By Heidi Goehmann
Most Sundays I feel like a chicken with my head cut off. There are people to see, children to wrangle, and many precious faces — whom I love so much — that I could check on.
My running thought stream is usually something like this:
- Did Macee bring her Bible?
- I need to put in that bulletin announcement for next week.
- John had surgery; I better check in with him.
- I wonder how Mildred is. It’s so hard to lose your spouse.
- Who can help do games for VBS?
- Did Dave get coffee this morning? He’s gonna need it!
- Can we get air-conditioning in here already?
- Zeke, yes, you must wear shoes in church. No, you can’t sneak Star Wars guys up to the children’s message.
- What night is the college student Bible study this week? I need to text them …
I could go on, but I know following my thought cloud is tedious.
I love my church. I love the people. I know it’s not my job to check on everyone and do everything. I don’t actually do that.
But, either way, Sunday mornings for the church work family can feel a little more like an Olympic activity and a little less like worship and respite.
I know I’m not alone. I hear the same concern from many church work families. They feel a disconnect from going to church to hear the Word and meet with God because they are so busy trying to help everyone else be able to do it.
Luther exhorts us in the explanation of the Third Commandment that we “should fear and love God so that we do not despise preaching and His Word, but hold it sacred and gladly hear and learn it.”
Most of the time this isn’t an issue of avoiding the Word or ignoring the preaching. Nor is it about unhealthy church dynamics or boundaries and expectations much of the time.
Church workers often miss receiving the Word in the same way that congregation members do on any given Sunday morning.
For the pastor, this is a time of work. This is good work, but it’s still work. They study the Word, they prepare the Word, and they hear themselves speak the Word.
And all of those things are spiritually enriching.
The question, though, is whether it is a Sabbath of the Word? A sitting-in-remembrance-of-God’s-great-love-for-them kind of Sabbath.
Are they being filled in the way that sitting and listening to the Word being preached to them is?
How about the pastor’s family?
How about other workers who are getting things organized and ready?
Jesus died and rose so that we might be redeemed and have eternal rest. But physically, emotionally, and spiritually, we were meant to have rest today as well.
Luke 5:15-16 tells us about Jesus’ experiences of ministry and rest:
“But now even more the report about him went abroad, and great crowds gathered to hear him and to be healed of their infirmities. But he would withdraw to desolate places and pray.”
The crowds will always be there, be they five, 25, or 5,000.
Jesus went to a desolate place, a quiet place, a lonely place to pray. He established a Sabbath of the Word, communing with the Father, and a Sabbath of physical, mental, and emotional rest because it’s something all humans need.
Jesus was fed and refueled as a real, walking, breathing, eating person during His time on earth.

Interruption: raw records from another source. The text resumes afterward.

use crate::error::{GatewayError, Result};
use crate::messages::Continuation;
use dashmap::DashMap;
use dashmap::mapref::entry::Entry;
use log::{debug, warn};
use parking_lot::Mutex;
use std::sync::Arc;
use tradewire_core::CorrelationToken;

/// Concurrent token -> continuation map
///
/// Cloning shares the underlying map. `take` is an atomic remove, so a
/// continuation can be handed out at most once no matter how many events
/// reference its token.
pub struct PendingCallRegistry<C = Continuation> {
    // Entries are only moved in and out, never borrowed; the mutex lets
    // Send-only continuations live in a Sync map.
    calls: Arc<DashMap<CorrelationToken, Mutex<C>>>,
}

impl<C> PendingCallRegistry<C> {
    pub fn new() -> Self {
        Self {
            calls: Arc::new(DashMap::new()),
        }
    }

    /// Register a continuation for `token`
    ///
    /// The reserved session tokens are re-armed: an existing listener is
    /// replaced and returned. Allocator-issued tokens must be unique; a
    /// second registration is rejected, the first one stays in place and
    /// the rejected continuation is dropped without firing.
    pub fn register(&self, token: CorrelationToken, continuation: C) -> Result<Option<C>> {
        if token.is_reserved() {
            let displaced = self
                .calls
                .insert(token, Mutex::new(continuation))
                .map(Mutex::into_inner);
            if displaced.is_some() {
                debug!("Re-armed session listener on {}", token);
            }
            return Ok(displaced);
        }

        match self.calls.entry(token) {
            Entry::Occupied(_) => {
                warn!("Rejected duplicate registration for token {}", token);
                Err(GatewayError::DuplicateToken(token))
            }
            Entry::Vacant(slot) => {
                slot.insert(Mutex::new(continuation));
                Ok(None)
            }
        }
    }

    /// Remove and return the continuation for `token`
    pub fn take(&self, token: CorrelationToken) -> Option<C> {
        self.calls
            .remove(&token)
            .map(|(_, continuation)| continuation.into_inner())
    }

    pub fn contains(&self, token: CorrelationToken) -> bool {
        self.calls.contains_key(&token)
    }

    pub fn len(&self) -> usize {
        self.calls.len()
    }

    pub fn is_empty(&self) -> bool {
        self.calls.is_empty()
    }

    /// Snapshot of the tokens still waiting for a terminal event, ascending
    pub fn pending_tokens(&self) -> Vec<CorrelationToken> {
        let mut tokens: Vec<_> = self.calls.iter().map(|entry| *entry.key()).collect();
        tokens.sort();
        tokens
    }
}

impl<C> Default for PendingCallRegistry<C> {
    fn default() -> Self {
        Self::new()
    }
}

impl<C> Clone for PendingCallRegistry<C> {
    fn clone(&self) -> Self {
        Self {
            calls: Arc::clone(&self.calls),
        }
    }
}
//! Caller-facing adapters
//!
//! [`TradeClient`] turns typed trade operations into registered pending calls
//! plus fire-and-forget requests on a [`TradeSession`](tradewire_ports::TradeSession).
//! [`convert`] maps domain parameters onto native request fields.

mod client;
pub mod convert;

pub use client::{SessionContext, TradeClient};
pub use convert::RequestScope;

This Sabbath rest of the Word is something so valuable that can happen on Sunday mornings, but it most likely needs to happen at other times and in other ways.
Church work families are so often feeding others and tending to others. Please let yourselves also be fed.

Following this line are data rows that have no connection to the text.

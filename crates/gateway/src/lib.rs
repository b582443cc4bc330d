//! tradewire Gateway
//!
//! Request correlation and response aggregation over a single asynchronous
//! trade session. Provides:
//! - Token allocation and the pending call registry
//! - Aggregation of streamed list replies
//! - A dispatcher that fires each continuation exactly once
//! - [`TradeClient`], the synchronous call-style API
//!
//! ## Architecture
//!
//! ```text
//!  caller threads                         session delivery context
//!  ──────────────                         ────────────────────────
//!  TradeClient::query_order(cb)
//!     │ allocate token
//!     │ register(token, cb) ──┐
//!     │ session.query_order   │    ┌──────────────┐
//!     ▼                       └───►│   Pending    │◄── take(token)
//!  returns token                   │   Calls      │        ▲
//!                                  └──────────────┘        │
//!                                  ┌──────────────┐   ┌────┴──────┐
//!        DeliveryEvent channel ───►│  Dispatcher  ├──►│Aggregator │
//!                                  └──────────────┘   └───────────┘
//! ```
//!
//! Protocol failures never surface as Rust errors: they reach the caller as
//! a failure [`ResultEnvelope`] through the continuation. [`GatewayError`]
//! is reserved for synchronous issue-time problems.

pub mod adapters;
pub mod config;
pub mod correlation;
pub mod dispatcher;
pub mod error;
pub mod messages;

// Re-export commonly used types
pub use adapters::{SessionContext, TradeClient};
pub use config::GatewayConfig;
pub use correlation::{PendingCallRegistry, ResponseAggregator, TokenAllocator};
pub use dispatcher::{DispatchOutcome, Dispatcher};
pub use error::{ConfigError, GatewayError, Result};
pub use messages::{
    Completion, Continuation, DataResult, ERROR_PAYLOAD_MISMATCH, ListResult, ResultEnvelope,
    RspError, UnitResult,
};
mod book;
mod front;

pub use book::{Ledger, NewOrder, Stamp};
pub use front::SimFront;
//! Type-erased payload carried by delivery events

use serde::{Deserialize, Serialize};
use std::fmt;

use super::{
    AccountInfo, LoginInfo, OrderInfo, ParkedCancelOrderInfo, ParkedOrderInfo, PositionInfo,
    TradeInfo,
};

/// Discriminant of a [`Record`]
#[derive(Debug, Clone, Copy, PartialEq, Eq, Hash, Serialize, Deserialize)]
pub enum RecordKind {
    Login,
    Account,
    Order,
    Trade,
    Position,
    ParkedOrder,
    ParkedCancelOrder,
}

impl fmt::Display for RecordKind {
    fn fmt(&self, f: &mut fmt::Formatter<'_>) -> fmt::Result {
        let name = match self {
            RecordKind::Login => "login",
            RecordKind::Account => "account",
            RecordKind::Order => "order",
            RecordKind::Trade => "trade",
            RecordKind::Position => "position",
            RecordKind::ParkedOrder => "parked_order",
            RecordKind::ParkedCancelOrder => "parked_cancel_order",
        };
        f.write_str(name)
    }
}

/// Any domain record a session can deliver
///
/// Continuations are stored type-erased; the concrete record type is
/// recovered with `TryFrom<Record>`, which hands the record back on a
/// kind mismatch.
#[derive(Debug, Clone, PartialEq, Serialize, Deserialize)]
pub enum Record {
    Login(LoginInfo),
    Account(AccountInfo),
    Order(OrderInfo),
    Trade(TradeInfo),
    Position(PositionInfo),
    ParkedOrder(ParkedOrderInfo),
    ParkedCancelOrder(ParkedCancelOrderInfo),
}

impl Record {
    pub fn kind(&self) -> RecordKind {
        match self {
            Record::Login(_) => RecordKind::Login,
            Record::Account(_) => RecordKind::Account,
            Record::Order(_) => RecordKind::Order,
            Record::Trade(_) => RecordKind::Trade,
            Record::Position(_) => RecordKind::Position,
            Record::ParkedOrder(_) => RecordKind::ParkedOrder,
            Record::ParkedCancelOrder(_) => RecordKind::ParkedCancelOrder,
        }
    }
}

macro_rules! record_variant {
    ($($ty:ty => $variant:ident),+ $(,)?) => {
        $(
            impl From<$ty> for Record {
                fn from(value: $ty) -> Self {
                    Record::$variant(value)
                }
            }

            impl TryFrom<Record> for $ty {
                type Error = Record;

                fn try_from(record: Record) -> Result<Self, Self::Error> {
                    match record {
                        Record::$variant(value) => Ok(value),
                        other => Err(other),
                    }
                }
            }
        )+
    };
}

record_variant! {
    LoginInfo => Login,
    AccountInfo => Account,
    OrderInfo => Order,
    TradeInfo => Trade,
    PositionInfo => Position,
    ParkedOrderInfo => ParkedOrder,
    ParkedCancelOrderInfo => ParkedCancelOrder,
}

Here are some ideas for both church workers and congregation members to spur one another on to have a time of Sabbath rest in the Word:
Church workers and families
Find a quiet place around your table, in your bed, in the garden, or wherever to meet with the Lord in His Word during your week.
Pray, praise, and give thanks by yourself and with your family.

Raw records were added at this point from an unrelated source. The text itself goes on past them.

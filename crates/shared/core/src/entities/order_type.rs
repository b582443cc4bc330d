use serde::{Deserialize, Serialize};

/// Price instruction for an order
#[derive(Debug, Clone, Copy, PartialEq, Eq, Hash, Serialize, Deserialize)]
pub enum OrderPriceType {
    /// Execute at any price (market order)
    AnyPrice,
    /// Execute at specified price or better
    LimitPrice,
    /// Best price on the book
    BestPrice,
    /// Last traded price
    LastPrice,
}

impl OrderPriceType {
    /// Returns true if the order carries a meaningful limit price
    pub fn requires_price(&self) -> bool {
        matches!(self, OrderPriceType::LimitPrice)
    }
}

/// Validity window of an order
#[derive(Debug, Clone, Copy, PartialEq, Eq, Hash, Serialize, Deserialize)]
pub enum TimeCondition {
    /// Immediate or cancel
    IOC,
    /// Good for section
    GFS,
    /// Good for day
    GFD,
    /// Good till date
    GTD,
    /// Good till cancelled
    GTC,
    /// Good for auction
    GFA,
}

/// Volume instruction for partial fills
#[derive(Debug, Clone, Copy, PartialEq, Eq, Hash, Serialize, Deserialize)]
pub enum VolumeCondition {
    /// Any volume
    AV,
    /// At least the minimum volume
    MV,
    /// Complete volume only
    CV,
}

/// Trigger condition for conditional and parked orders
#[derive(Debug, Clone, Copy, PartialEq, Eq, Hash, Serialize, Deserialize)]
pub enum ContingentCondition {
    Immediately,
    Touch,
    TouchProfit,
    ParkedOrder,
    LastPriceGreaterThanStopPrice,
    LastPriceGreaterEqualStopPrice,
    LastPriceLesserThanStopPrice,
    LastPriceLesserEqualStopPrice,
}

/// Reason attached to a forced close
#[derive(Debug, Clone, Copy, PartialEq, Eq, Hash, Serialize, Deserialize)]
pub enum ForceCloseReason {
    NotForceClose,
    LackDeposit,
    ClientOverPositionLimit,
    MemberOverPositionLimit,
    NotMultiple,
    Violation,
    Other,
    PersonDeliv,
}

/// Action applied to an existing order
#[derive(Debug, Clone, Copy, PartialEq, Eq, Hash, Serialize, Deserialize)]
pub enum ActionFlag {
    Delete,
    Modify,
}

Refuel in snippets of time as you can.
Find a time for someone to feed you the Word. Maybe your church has a Bible study you don’t have to lead. Join a group of church work buddies to share with. Or write out a Bible verse each day to contemplate, just for yourself.
It’s important to have a time that isn’t about studying to teach and preach or share.Take academia out of your resting in the Word time. If reading Greek helps you sit quietly in the Word, so be it. If it doesn’t, don’t use it for this. Knowledge can be wonderful, and it can be exhausting.
Take time with the Father to remember what He has done to simply remember that this is Sabbath rest.
Congregation members
Love your church workers.
Send them cards with Bible passages for encouragement.
Send a text with a Word of Truth that touched you today.
Any particular way you can share the Word with them is a huge blessing.
Have a question? If at all possible, do not ask it before or after the worship service. If it can be done in an email, a phone call, or a scheduled appointment that week, that’s a great solution.
This helps all of us in the Body of Christ to focus on the Word for worship and the business of church at other times.
Everyone
Find joy in worship. Eat up that Word. Soak in that message, those prayers, and the voices surrounding you in praise to our Great God and Savior.
The Body of Christ coming together in rest is a restorative treasure in the midst of the busy world around us.
The Gospel is poured into our lives in every worship service so that we may go pour it out to every one of our neighbors.
Brothers and sisters in Christ, rest well with one another in His Word and as you worship with one another.
To God always be the glory, for His work and for His rest.